Weltweit dirigierte er führende Orchester wie das Cleveland Orchestra, das Symphonieorchester des Bayerischen Rundfunks, die Staatskapelle Dresden, das Orchestre de Paris, die Wiener Symphoniker, das London Philharmonic Orchestra, das Museumsorchester Frankfurt, das Philharmonische Staatsorchester Hamburg, das RSB Berlin, das Konzerthausorchester Berlin, die Dresdner Philharmoniker, die Königliche Kapelle Kopenhagen, das Orchestre National de France, das Orchestre de la Suisse Romande, das Iceland Symphony Orchestra, das NHK Symphony Orchestra, das Tokyo Philharmonic Orchestra, das Tokyo Metropolitan Symphony Orchestra und viele mehr.
De Billy dirigiert ein breites Repertoire von Bach bis hin zu zahlreichen Ur- und Erstaufführungen. Eine enge Zusammenarbeit verbindet ihn mit der Wiener Staatsoper, dem Theater an der Wien, dem Wiener Musikverein und dem Wiener Konzerthaus sowie mit der Bayerischen Staatsoper.

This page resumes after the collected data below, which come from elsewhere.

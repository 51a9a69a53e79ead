/// Path of the virtual root folder. It never has a row of its own.
pub const ROOT_PATH: &str = "/";

/// Separator between path segments.
pub const PATH_SEPARATOR: char = '/';

/// Display name of the synthesized root folder.
pub const ROOT_DISPLAY_NAME: &str = "Root";

/// Suffix appended to the user name to form the id of the virtual root.
pub const ROOT_ID_SUFFIX: &str = "_ROOT";

/// Application name reported by the metadata endpoint
pub const APP_NAME: &str = "bookmarks";

/// Name the favicon fetcher falls back to when nothing better is known.
pub const DEFAULT_FAVICON_FILE: &str = "favicon.ico";

/// Name reported for the built-in favicons.
pub const DEFAULT_FAVICON_NAME: &str = "default_bookmark_favicon.svg";

/// Modification time reported for the built-in favicons (RFC 3339).
pub const DEFAULT_FAVICON_MODIFIED: &str = "2022-12-31T00:00:00Z";

/// Built-in icon for link bookmarks.
pub const DEFAULT_NODE_ICON: &[u8] = br##"<svg xmlns="http://www.w3.org/2000/svg" viewBox="0 0 24 24"><path fill="#5f6368" d="M17 3H7c-1.1 0-2 .9-2 2v16l7-3 7 3V5c0-1.1-.9-2-2-2z"/></svg>"##;

/// Built-in icon for folders.
pub const DEFAULT_FOLDER_ICON: &[u8] = br##"<svg xmlns="http://www.w3.org/2000/svg" viewBox="0 0 24 24"><path fill="#f4b400" d="M10 4H4c-1.1 0-2 .9-2 2v12c0 1.1.9 2 2 2h16c1.1 0 2-.9 2-2V8c0-1.1-.9-2-2-2h-8l-2-2z"/></svg>"##;

/// Built-in icon for file items.
pub const DEFAULT_FILE_ICON: &[u8] = br##"<svg xmlns="http://www.w3.org/2000/svg" viewBox="0 0 24 24"><path fill="#4285f4" d="M14 2H6c-1.1 0-2 .9-2 2v16c0 1.1.9 2 2 2h12c1.1 0 2-.9 2-2V8l-6-6zm-1 7V3.5L18.5 9H13z"/></svg>"##;

/// Width acquired favicons are scaled to; the height keeps the aspect ratio.
pub const FAVICON_WIDTH: u32 = 50;

/// Upper bound for a single favicon payload (1 MiB).
pub const MAX_FAVICON_SIZE: usize = 1024 * 1024;

/// Default HTTP API port
pub const DEFAULT_HTTP_PORT: u16 = 8080;

/// Default timeout of outgoing favicon requests, in seconds.
pub const DEFAULT_FETCH_TIMEOUT_SECS: u64 = 10;
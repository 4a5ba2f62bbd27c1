//! Per-instance visual binding and the update-suppression heuristic.
//!
//! Every `Updated` event carries a fresh pose, but most of them are noise:
//! millimeter drifts and sub-degree wobbles that would make a hologram
//! shimmer if applied. [`evaluate_update`] decides, in a fixed priority
//! order, whether an incoming state is worth re-rendering; the winning
//! reason is kept for diagnostics.

use crate::config::TrackingConfig;
use crate::smoothing::{Easing, SmoothTransform};
use anchortrack_env::{ObjectEventArgs, OrientedBox};
use nalgebra::{Isometry3, Point3, Translation3, UnitQuaternion, Vector3};
use std::fmt;
use uuid::Uuid;

/// Snapshot of the last applied state for one model, used to judge whether
/// the next update is visually significant.
#[derive(Debug, Clone, Copy, PartialEq)]
pub struct InstanceState {
    pub position: Option<Point3<f64>>,
    pub rotation: Option<UnitQuaternion<f64>>,
    pub surface_coverage: f64,
}

impl InstanceState {
    /// Captures the comparable parts of an event payload.
    pub fn from_args(args: &ObjectEventArgs) -> Self {
        Self {
            position: args.location.map(|loc| loc.position),
            rotation: args.location.map(|loc| loc.orientation),
            surface_coverage: args.surface_coverage,
        }
    }
}

/// Outcome of the update-suppression heuristic. The first matching reason
/// wins; `should_update` tells whether the placement is re-rendered.
#[derive(Debug, Clone, Copy, PartialEq)]
pub enum UpdateDecision {
    /// No placement exists yet (or replacement was forced): apply the pose
    /// instantaneously so the object does not fly in from its old location.
    New,
    /// Previous or current pose is absent; nothing to compare against.
    MissingPose,
    /// Tracking confidence strictly improved.
    BetterCoverage,
    /// Position moved farther than the configured threshold (meters).
    PositionChanged(f64),
    /// Rotation moved farther than the configured threshold (degrees).
    RotationChanged(f64),
    /// Below every threshold: suppress to avoid micro-jitter.
    Unchanged,
}

impl UpdateDecision {
    pub fn should_update(&self) -> bool {
        matches!(
            self,
            UpdateDecision::New
                | UpdateDecision::BetterCoverage
                | UpdateDecision::PositionChanged(_)
                | UpdateDecision::RotationChanged(_)
        )
    }
}

impl fmt::Display for UpdateDecision {
    fn fmt(&self, f: &mut fmt::Formatter<'_>) -> fmt::Result {
        match self {
            UpdateDecision::New => write!(f, "new"),
            UpdateDecision::MissingPose => write!(f, "did not update due to missing pose"),
            UpdateDecision::BetterCoverage => write!(f, "surface coverage improved"),
            UpdateDecision::PositionChanged(d) => write!(f, "position change: {d:.4}m"),
            UpdateDecision::RotationChanged(d) => write!(f, "rotation change: {d:.2}deg"),
            UpdateDecision::Unchanged => write!(f, "no update necessary"),
        }
    }
}

/// Decides whether `cur` differs enough from `prev` to re-render.
///
/// Priority order: missing pose suppresses, better coverage always wins,
/// then position delta, then shortest-arc rotation delta. All comparisons
/// are strict `>`: a delta exactly at a threshold does not trigger.
pub fn evaluate_update(
    prev: &InstanceState,
    cur: &InstanceState,
    config: &TrackingConfig,
) -> UpdateDecision {
    let (Some(prev_pos), Some(cur_pos), Some(prev_rot), Some(cur_rot)) =
        (prev.position, cur.position, prev.rotation, cur.rotation)
    else {
        return UpdateDecision::MissingPose;
    };

    if cur.surface_coverage > prev.surface_coverage {
        return UpdateDecision::BetterCoverage;
    }

    let position_change = (cur_pos - prev_pos).norm();
    if position_change > config.position_change_threshold {
        return UpdateDecision::PositionChanged(position_change);
    }

    let rotation_change = prev_rot.angle_to(&cur_rot).to_degrees();
    if rotation_change > config.rotation_change_threshold_deg {
        return UpdateDecision::RotationChanged(rotation_change);
    }

    UpdateDecision::Unchanged
}

/// The renderable binding between one tracked instance and its hologram.
///
/// Owns the smoothing target the render loop reads every frame, the
/// wireframe bounding box scaled by the detected scale change, and the
/// local transform aligning the model mesh to its bounding-box center.
#[derive(Debug, Clone)]
pub struct Placement {
    pub model_id: Uuid,
    pub instance_id: Uuid,
    pub display_name: String,
    pub transform: SmoothTransform,
    /// Wireframe box in model space, extents scaled by the detected
    /// per-axis scale change.
    pub wireframe: OrientedBox,
    /// Local transform from mesh origin to bounding-box center.
    pub model_origin: Isometry3<f64>,
    /// Best surface coverage seen so far for this instance.
    pub surface_coverage: f64,
}

impl Placement {
    pub fn new(
        model_id: Uuid,
        instance_id: Uuid,
        display_name: String,
        model_box: OrientedBox,
        origin_to_center: Isometry3<f64>,
        config: &TrackingConfig,
    ) -> Self {
        Self {
            model_id,
            instance_id,
            display_name,
            transform: SmoothTransform::new(config.smoothing_time, Easing::EaseInOut),
            wireframe: model_box,
            model_origin: align_model_origin(&origin_to_center),
            surface_coverage: 0.0,
        }
    }

    /// Applies a detection pose. New placements teleport; refinements of an
    /// already-visible object ease over the smoothing duration.
    pub fn apply_pose(
        &mut self,
        position: Point3<f64>,
        rotation: UnitQuaternion<f64>,
        instantaneous: bool,
    ) {
        self.transform.set_position(position, instantaneous);
        self.transform.set_rotation(rotation, instantaneous);
    }

    /// Rescales the wireframe to the detected scale change and records the
    /// best coverage seen for this instance.
    pub fn refresh_wireframe(&mut self, model_box: &OrientedBox, args: &ObjectEventArgs) {
        self.wireframe = OrientedBox {
            center: model_box.center,
            extents: model_box.extents.component_mul(&args.scale_change),
            orientation: model_box.orientation,
        };
        if args.surface_coverage > self.surface_coverage {
            self.surface_coverage = args.surface_coverage;
        }
    }
}

// Meshes are authored facing the opposite direction from the service's
// detection frame, so the origin alignment carries a 180-degree yaw flip.
fn align_model_origin(origin_to_center: &Isometry3<f64>) -> Isometry3<f64> {
    let flip = UnitQuaternion::from_axis_angle(&Vector3::y_axis(), std::f64::consts::PI);
    Isometry3::from_parts(
        Translation3::from(origin_to_center.translation.vector),
        origin_to_center.rotation * flip,
    )
}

Geboren in Paris, erhielt de Billy seine Ausbildung in seiner Heimatstadt und trat hier zunächst als Orchestermusiker auf, bevor er sehr bald auch als Dirigent in Erscheinung trat. Von 1993 bis 1995 war er erster Kapellmeister und stellvertretender Generalmusikdirektor am Anhaltischen Theater in Dessau, von 1996 bis 1998 in gleicher Position an der Wiener Volksoper. Zwischen 1999 und 2004 war er Chefdirigent des Gran Teatro del Liceu in Barcelona und von 2002 bis 2010 Chefdirigent des Radio-Symphonieorchesters Wien.
Zahlreiche CD- und DVD-Aufnahmen dokumentieren sein künstlerisches Schaffen. Bertrand de Billy ist Träger mehrerer hoher Auszeichnungen in Frankreich und Österreich, darunter die Ehrenmitgliedschaft der Wiener Staatsoper.